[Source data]

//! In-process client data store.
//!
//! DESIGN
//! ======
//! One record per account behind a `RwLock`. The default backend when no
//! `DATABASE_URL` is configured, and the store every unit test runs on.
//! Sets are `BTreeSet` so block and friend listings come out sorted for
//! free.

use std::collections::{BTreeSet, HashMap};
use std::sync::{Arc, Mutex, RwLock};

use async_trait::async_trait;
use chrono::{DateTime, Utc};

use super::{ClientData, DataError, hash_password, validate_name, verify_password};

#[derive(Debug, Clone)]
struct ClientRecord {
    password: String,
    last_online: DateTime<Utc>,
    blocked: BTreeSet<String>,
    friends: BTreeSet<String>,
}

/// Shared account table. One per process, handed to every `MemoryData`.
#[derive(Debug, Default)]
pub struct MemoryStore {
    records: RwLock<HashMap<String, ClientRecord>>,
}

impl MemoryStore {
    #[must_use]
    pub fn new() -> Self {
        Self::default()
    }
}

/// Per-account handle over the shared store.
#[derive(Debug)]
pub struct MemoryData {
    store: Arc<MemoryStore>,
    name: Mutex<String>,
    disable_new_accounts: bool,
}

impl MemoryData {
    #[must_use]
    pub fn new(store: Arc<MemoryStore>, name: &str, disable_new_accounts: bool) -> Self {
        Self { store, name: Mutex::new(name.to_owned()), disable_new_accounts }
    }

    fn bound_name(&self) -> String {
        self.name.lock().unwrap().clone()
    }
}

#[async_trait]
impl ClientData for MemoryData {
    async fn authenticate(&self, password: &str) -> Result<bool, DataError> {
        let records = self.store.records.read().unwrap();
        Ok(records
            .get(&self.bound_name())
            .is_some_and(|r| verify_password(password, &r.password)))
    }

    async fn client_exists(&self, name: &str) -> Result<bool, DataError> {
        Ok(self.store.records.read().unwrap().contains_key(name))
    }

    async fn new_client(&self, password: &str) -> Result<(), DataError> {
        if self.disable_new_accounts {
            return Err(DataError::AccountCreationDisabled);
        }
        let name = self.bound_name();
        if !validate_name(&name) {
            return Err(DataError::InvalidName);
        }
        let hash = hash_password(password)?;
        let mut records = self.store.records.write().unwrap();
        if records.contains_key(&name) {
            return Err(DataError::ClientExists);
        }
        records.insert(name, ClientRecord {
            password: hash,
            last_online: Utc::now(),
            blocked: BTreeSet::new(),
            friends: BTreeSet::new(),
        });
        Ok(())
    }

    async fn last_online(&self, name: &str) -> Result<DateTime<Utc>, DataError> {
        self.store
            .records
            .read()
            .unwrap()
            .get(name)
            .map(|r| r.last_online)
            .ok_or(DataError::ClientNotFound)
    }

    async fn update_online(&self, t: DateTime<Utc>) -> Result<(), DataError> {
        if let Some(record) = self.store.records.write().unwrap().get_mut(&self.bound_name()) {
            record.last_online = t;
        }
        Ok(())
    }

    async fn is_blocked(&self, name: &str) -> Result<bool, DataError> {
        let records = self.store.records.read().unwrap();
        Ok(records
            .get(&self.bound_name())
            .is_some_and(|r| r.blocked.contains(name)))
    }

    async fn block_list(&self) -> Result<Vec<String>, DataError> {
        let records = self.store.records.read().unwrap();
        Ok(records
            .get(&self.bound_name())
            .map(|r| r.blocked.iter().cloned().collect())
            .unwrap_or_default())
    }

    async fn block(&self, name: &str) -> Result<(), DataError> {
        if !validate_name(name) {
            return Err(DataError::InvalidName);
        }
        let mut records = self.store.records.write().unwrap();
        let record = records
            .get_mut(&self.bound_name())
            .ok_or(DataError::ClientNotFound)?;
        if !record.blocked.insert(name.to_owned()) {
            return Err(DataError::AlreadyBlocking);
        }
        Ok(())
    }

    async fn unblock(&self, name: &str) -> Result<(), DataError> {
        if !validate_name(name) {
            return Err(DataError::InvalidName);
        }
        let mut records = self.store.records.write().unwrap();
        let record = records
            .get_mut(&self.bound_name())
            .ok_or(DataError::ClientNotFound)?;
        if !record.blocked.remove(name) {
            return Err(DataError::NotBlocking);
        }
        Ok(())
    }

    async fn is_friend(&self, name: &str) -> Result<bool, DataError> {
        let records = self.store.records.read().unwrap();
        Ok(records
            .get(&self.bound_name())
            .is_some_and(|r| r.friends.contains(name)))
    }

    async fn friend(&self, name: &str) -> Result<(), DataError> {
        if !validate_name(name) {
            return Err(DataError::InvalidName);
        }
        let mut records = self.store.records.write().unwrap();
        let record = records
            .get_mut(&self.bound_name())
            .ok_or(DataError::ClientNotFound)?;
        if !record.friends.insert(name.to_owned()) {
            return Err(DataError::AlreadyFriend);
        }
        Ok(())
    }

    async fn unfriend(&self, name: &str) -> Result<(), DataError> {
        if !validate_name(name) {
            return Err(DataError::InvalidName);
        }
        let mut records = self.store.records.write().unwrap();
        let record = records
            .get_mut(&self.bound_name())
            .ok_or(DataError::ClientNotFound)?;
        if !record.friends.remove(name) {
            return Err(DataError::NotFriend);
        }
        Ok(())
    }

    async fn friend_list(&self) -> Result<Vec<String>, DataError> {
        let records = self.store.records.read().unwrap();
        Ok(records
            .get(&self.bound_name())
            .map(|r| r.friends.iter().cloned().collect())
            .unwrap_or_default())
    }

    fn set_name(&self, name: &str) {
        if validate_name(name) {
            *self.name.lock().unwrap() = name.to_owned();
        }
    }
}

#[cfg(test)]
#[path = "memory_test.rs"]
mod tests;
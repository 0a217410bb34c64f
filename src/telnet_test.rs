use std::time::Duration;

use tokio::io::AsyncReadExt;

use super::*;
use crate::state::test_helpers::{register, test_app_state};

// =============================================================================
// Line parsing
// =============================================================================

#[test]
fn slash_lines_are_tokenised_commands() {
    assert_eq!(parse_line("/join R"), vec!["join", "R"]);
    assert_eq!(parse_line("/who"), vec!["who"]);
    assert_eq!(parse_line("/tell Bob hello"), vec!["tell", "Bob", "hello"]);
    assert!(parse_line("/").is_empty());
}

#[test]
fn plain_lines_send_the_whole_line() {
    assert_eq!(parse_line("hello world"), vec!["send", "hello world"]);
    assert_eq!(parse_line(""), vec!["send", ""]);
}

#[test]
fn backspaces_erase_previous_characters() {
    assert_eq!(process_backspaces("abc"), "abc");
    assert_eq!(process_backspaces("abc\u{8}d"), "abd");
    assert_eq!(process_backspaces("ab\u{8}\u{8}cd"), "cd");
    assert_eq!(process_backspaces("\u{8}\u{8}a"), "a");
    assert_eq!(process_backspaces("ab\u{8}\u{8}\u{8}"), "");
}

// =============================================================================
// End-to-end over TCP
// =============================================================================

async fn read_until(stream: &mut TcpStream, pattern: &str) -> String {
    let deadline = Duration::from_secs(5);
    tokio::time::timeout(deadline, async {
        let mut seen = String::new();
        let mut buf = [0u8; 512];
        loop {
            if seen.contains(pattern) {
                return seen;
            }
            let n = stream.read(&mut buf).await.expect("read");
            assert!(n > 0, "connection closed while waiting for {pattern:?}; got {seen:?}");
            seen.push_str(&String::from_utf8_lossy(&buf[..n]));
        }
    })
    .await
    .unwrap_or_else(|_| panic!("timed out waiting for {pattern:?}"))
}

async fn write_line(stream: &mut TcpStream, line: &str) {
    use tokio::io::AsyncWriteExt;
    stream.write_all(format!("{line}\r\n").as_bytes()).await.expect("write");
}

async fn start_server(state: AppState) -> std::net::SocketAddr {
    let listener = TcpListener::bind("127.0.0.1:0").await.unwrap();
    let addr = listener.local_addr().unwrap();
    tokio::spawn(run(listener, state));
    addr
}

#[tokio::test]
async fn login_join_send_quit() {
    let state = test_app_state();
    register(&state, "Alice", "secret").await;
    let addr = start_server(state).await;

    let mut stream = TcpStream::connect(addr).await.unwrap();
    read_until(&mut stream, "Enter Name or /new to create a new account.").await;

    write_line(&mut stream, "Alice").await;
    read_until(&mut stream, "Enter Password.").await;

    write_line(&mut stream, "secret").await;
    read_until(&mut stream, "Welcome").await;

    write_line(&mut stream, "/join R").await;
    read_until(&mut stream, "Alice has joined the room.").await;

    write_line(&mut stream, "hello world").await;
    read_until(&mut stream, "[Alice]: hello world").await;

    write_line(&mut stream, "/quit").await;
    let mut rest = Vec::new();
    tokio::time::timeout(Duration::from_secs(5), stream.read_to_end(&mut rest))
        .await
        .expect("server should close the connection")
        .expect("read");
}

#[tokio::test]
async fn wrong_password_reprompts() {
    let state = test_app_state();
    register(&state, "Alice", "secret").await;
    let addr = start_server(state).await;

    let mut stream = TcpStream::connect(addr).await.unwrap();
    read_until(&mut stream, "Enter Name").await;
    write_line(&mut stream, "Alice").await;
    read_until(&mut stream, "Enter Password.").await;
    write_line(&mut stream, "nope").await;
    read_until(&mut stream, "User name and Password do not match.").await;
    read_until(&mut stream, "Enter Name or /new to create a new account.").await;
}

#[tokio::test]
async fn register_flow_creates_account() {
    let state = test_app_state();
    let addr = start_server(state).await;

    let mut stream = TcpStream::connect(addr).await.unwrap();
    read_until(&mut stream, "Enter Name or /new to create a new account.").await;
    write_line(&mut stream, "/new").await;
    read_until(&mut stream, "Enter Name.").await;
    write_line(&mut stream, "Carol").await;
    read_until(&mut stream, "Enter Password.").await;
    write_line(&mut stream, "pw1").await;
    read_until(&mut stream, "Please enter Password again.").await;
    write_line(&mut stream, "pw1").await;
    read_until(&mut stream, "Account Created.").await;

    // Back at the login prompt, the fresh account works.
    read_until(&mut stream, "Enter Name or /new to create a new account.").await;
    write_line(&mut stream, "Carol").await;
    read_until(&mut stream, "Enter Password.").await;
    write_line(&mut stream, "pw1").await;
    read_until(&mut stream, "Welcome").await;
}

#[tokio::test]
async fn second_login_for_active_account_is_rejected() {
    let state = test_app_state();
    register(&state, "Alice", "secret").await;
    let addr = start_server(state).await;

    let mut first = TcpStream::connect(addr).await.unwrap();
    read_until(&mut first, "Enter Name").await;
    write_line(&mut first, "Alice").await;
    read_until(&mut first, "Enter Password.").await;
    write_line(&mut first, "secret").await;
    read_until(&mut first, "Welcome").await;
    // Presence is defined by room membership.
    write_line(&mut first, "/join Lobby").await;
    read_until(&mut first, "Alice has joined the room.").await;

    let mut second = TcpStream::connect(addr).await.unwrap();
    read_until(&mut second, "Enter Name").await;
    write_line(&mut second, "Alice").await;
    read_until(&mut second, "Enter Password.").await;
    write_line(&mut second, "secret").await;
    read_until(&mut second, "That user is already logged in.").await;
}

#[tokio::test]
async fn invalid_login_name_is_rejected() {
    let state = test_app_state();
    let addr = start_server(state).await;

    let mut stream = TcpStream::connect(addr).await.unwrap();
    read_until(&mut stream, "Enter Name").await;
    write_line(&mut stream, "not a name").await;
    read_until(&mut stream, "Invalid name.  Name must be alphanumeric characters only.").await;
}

[Action item]
Whenever a line of the data holds the string "ClientData", pick that line out.

[Reply to the exercise]
use super::{ClientData, DataError, hash_password, validate_name, verify_password};
impl ClientData for MemoryData {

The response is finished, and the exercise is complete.